Screenshot: Marvel Studios
This sleek machine rockets away from the downed ship, lands on a hillside, and powerslides through a cadre of brainwashed robo-humans. Jean uses her telekenetic abilities to take over the driving duties while her husband and white-haired quasi-son burst through the roof of the car to start blastin’. After 69 nice seconds on screen, the car explodes in a fireball and the trio walk away. It’s a fast-paced action sequence that doesn’t really add anything to the plot, but it allows Cable to incredulously ask his laser-eyes mutant father, “Y0u drive a Porsche?”
Screenshot: Marvel Studios
This doesn’t look like any Porsche I’ve ever seen, and certainly none that existed in 1997, so I couldn’t really suspend my disbelief during this scene. The anachronistic nature of the car in question was just a bridge too far for my entertainment sensibilities, you know? Anyway, I had to try to figure out just what kind of car it was that Mr. Summers was hooning through a canyon with his whole family.

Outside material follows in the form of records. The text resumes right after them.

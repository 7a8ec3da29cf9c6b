//! Decompression schedule synthesis.
//!
//! The planner runs on a simulated fork of the model and drives it to the
//! surface: ascend toward the ceiling, hold stops on the 3 m grid until they
//! clear, and switch to richer mixes once their operating depth allows.
//! Every second spent is recorded against the fork, so stop lengths come out
//! of the same tissue arithmetic as the live model.

use log::{debug, trace};

use crate::error::DecoError;
use crate::gas::Gas;
use crate::model::{DiveState, Model};
use crate::units::{Depth, Time};

/// Width of the decompression stop window (m).
const STOP_WINDOW: f64 = 3.0;

/// ppO2 limit used for gas-switch operating depths (bar).
const MOD_PPO2: f64 = 1.6;

#[derive(Debug, Clone, Copy, PartialEq, Eq)]
#[cfg_attr(feature = "serde", derive(serde::Serialize, serde::Deserialize))]
pub enum DecoStageType {
    Ascent,
    DecoStop,
    GasSwitch,
}

/// One leg of the decompression schedule.
#[derive(Debug, Clone, Copy, PartialEq)]
#[cfg_attr(feature = "serde", derive(serde::Serialize, serde::Deserialize))]
pub struct DecoStage {
    pub stage_type: DecoStageType,
    pub start_depth: Depth,
    pub end_depth: Depth,
    pub duration: Time,
    pub gas: Gas,
}

/// A complete schedule: stages in execution order and the time to surface.
#[derive(Debug, Clone, PartialEq)]
#[cfg_attr(feature = "serde", derive(serde::Serialize, serde::Deserialize))]
pub struct DecoRuntime {
    pub deco_stages: Vec<DecoStage>,
    /// Time to surface: the sum of all stage durations.
    pub tts: Time,
    pub tts_surface: Time,
    /// Always true; the schedule is computed on a simulation fork.
    pub sim: bool,
}

enum DecoAction {
    Ascend { target: Depth },
    Stop,
    SwitchGas(Gas),
}

/// Drive the forked model to the surface, accumulating stages.
pub(crate) fn plan(mut model: Model, gas_mixes: &[Gas]) -> Result<DecoRuntime, DecoError> {
    if gas_mixes.is_empty() {
        return Err(DecoError::EmptyGasList);
    }
    let current_gas = model.dive_state().gas;
    if !gas_mixes.contains(&current_gas) {
        return Err(DecoError::CurrentGasNotInList);
    }

    let mut stages: Vec<DecoStage> = Vec::new();
    loop {
        let pre = model.dive_state();
        if pre.depth <= Depth::zero() {
            break;
        }
        let ceiling = model.ceiling();
        match next_action(&model, &pre, ceiling, gas_mixes) {
            DecoAction::Ascend { target } => {
                let rate = model.config().deco_ascent_rate;
                model.apply_travel_with_rate(target, rate, &pre.gas);
                let post = model.dive_state();
                let stage = DecoStage {
                    stage_type: DecoStageType::Ascent,
                    start_depth: pre.depth,
                    end_depth: post.depth,
                    duration: post.time - pre.time,
                    gas: pre.gas,
                };
                trace!(
                    "ascent {} -> {} over {}",
                    stage.start_depth,
                    stage.end_depth,
                    stage.duration
                );
                stages.push(stage);
            }
            DecoAction::Stop => {
                model.apply_record(pre.depth, Time::from_seconds(1.0), &pre.gas);
                push_coalesced(
                    &mut stages,
                    DecoStage {
                        stage_type: DecoStageType::DecoStop,
                        start_depth: pre.depth,
                        end_depth: pre.depth,
                        duration: Time::from_seconds(1.0),
                        gas: pre.gas,
                    },
                );
            }
            DecoAction::SwitchGas(next_gas) => {
                let mod_depth = next_gas.max_operating_depth(MOD_PPO2);
                if pre.depth > mod_depth {
                    // Too deep to breathe the richer mix; ascend to its
                    // operating depth on the current gas first.
                    let rate = model.config().deco_ascent_rate;
                    model.apply_travel_with_rate(mod_depth, rate, &pre.gas);
                    let post = model.dive_state();
                    stages.push(DecoStage {
                        stage_type: DecoStageType::Ascent,
                        start_depth: pre.depth,
                        end_depth: post.depth,
                        duration: post.time - pre.time,
                        gas: pre.gas,
                    });
                }
                let at = model.dive_state();
                model.apply_record(at.depth, Time::zero(), &next_gas);
                trace!("gas switch to {next_gas} at {}", at.depth);
                push_coalesced(
                    &mut stages,
                    DecoStage {
                        stage_type: DecoStageType::GasSwitch,
                        start_depth: at.depth,
                        end_depth: at.depth,
                        duration: Time::zero(),
                        gas: next_gas,
                    },
                );
            }
        }
    }

    let tts = stages
        .iter()
        .fold(Time::zero(), |total, stage| total + stage.duration);
    debug!("deco schedule: {} stages, TTS {}", stages.len(), tts);
    Ok(DecoRuntime {
        deco_stages: stages,
        tts,
        tts_surface: tts,
        sim: true,
    })
}

/// Stop depth for a ceiling: the ceiling rounded up to the next multiple of
/// 3 m, never above the surface.
fn stop_depth(ceiling: Depth) -> Depth {
    let window = (ceiling.as_meters() / STOP_WINDOW).ceil() * STOP_WINDOW;
    Depth::from_meters(window.max(0.0))
}

/// Decide the next planner step from the fork's current state.
fn next_action(model: &Model, pre: &DiveState, ceiling: Depth, gas_mixes: &[Gas]) -> DecoAction {
    let surface_pressure = model.config().surface_pressure;
    let stop = stop_depth(ceiling);

    // Cleared obligation: head straight for the surface.
    if ceiling <= Depth::zero() {
        return DecoAction::Ascend { target: stop };
    }
    // Below the stop grid (missed stop): get back onto it.
    if pre.depth < stop {
        return DecoAction::Ascend { target: stop };
    }

    let candidate = switch_candidate(gas_mixes, &pre.gas, pre.depth, surface_pressure);
    if let Some(next_gas) = candidate {
        if pre.depth <= next_gas.max_operating_depth(MOD_PPO2) {
            return DecoAction::SwitchGas(next_gas);
        }
    }
    if pre.depth == stop {
        return DecoAction::Stop;
    }
    if let Some(next_gas) = candidate {
        if next_gas.max_operating_depth(MOD_PPO2) >= ceiling {
            return DecoAction::SwitchGas(next_gas);
        }
    }
    DecoAction::Ascend { target: stop }
}

/// Best switch candidate: among mixes with a higher oxygen partial pressure
/// than the current gas at this depth, the least-rich improvement.
fn switch_candidate(
    gas_mixes: &[Gas],
    current: &Gas,
    depth: Depth,
    surface_pressure: u16,
) -> Option<Gas> {
    let current_ppo2 = current.partial_pressures(depth, surface_pressure).o2;
    gas_mixes
        .iter()
        .filter(|gas| gas.partial_pressures(depth, surface_pressure).o2 > current_ppo2)
        .min_by(|a, b| a.fo2().total_cmp(&b.fo2()))
        .copied()
}

/// Append a stage, folding it into the previous one when it continues the
/// same kind of leg on the same gas. Ascents always stand alone.
fn push_coalesced(stages: &mut Vec<DecoStage>, stage: DecoStage) {
    if let Some(last) = stages.last_mut() {
        if last.stage_type == stage.stage_type
            && last.gas == stage.gas
            && last.end_depth == stage.start_depth
        {
            last.duration = last.duration + stage.duration;
            last.end_depth = stage.end_depth;
            return;
        }
    }
    stages.push(stage);
}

Screenshot: Marvel Studios
What do we know about the car? Well, with three adult humans onboard, it has back seats. Just after ejecting from the plane, Cyclops executes a perfect downshift and hammers the throttle, so we know it has a stick shift. Cable manages to detach the roof from the car with relative ease, so it’s some form of Targa roof. The back bumper is emblazoned with a “Turbo” nameplate script.
Screenshot: Marvel Studios
After studying this car from every angle it was drawn, I’m forced to conclude that it is an amalgam of a handful of Porsche supercar and concept models over the years. The overall shape of the car, the headlights, and the rear bumper treatment all appear to have been cribbed from the never-built 919 Street concept from 2017. The hard targa roof and stick shift seem straight out of the mid-2000s Carrera GT. You can take the big wing and vented frunk lid from any number of GT3 models over the last two decades, but we’ll say it’s a 997-generation example for the heck of it. In some frames the car has a bit of 918 Spyder to it as well, perhaps the back deck/engine cover.
There’s only two problems. None of those cars have a back seat, and none of them existed in 1997!
Screenshot: Marvel Studios
I’m not sure any of this is actually a conclusion. I guess the car is cool as hell, and that’s all we need to know. Oh what I wouldn’t give to be cruising in the Porsche with my telekinetic baddie passenger princess and my time-travelling estranged adult son in the car, just blowing innocent brain-infected people to smithereens. What a cool family outing in a cool family car.
Screenshot: Marvel Studios
Here’s a bit of fun trivia. The car’s license plate is SL1M, which is a callback to Cyclops’ original name in the comic books. In issues 1 and 2, his name was Slim Summers, but for book 3, it was changed to Scott and Slim became an occasional nickname for the character, usually used somewhat pejoratively by Wolverine.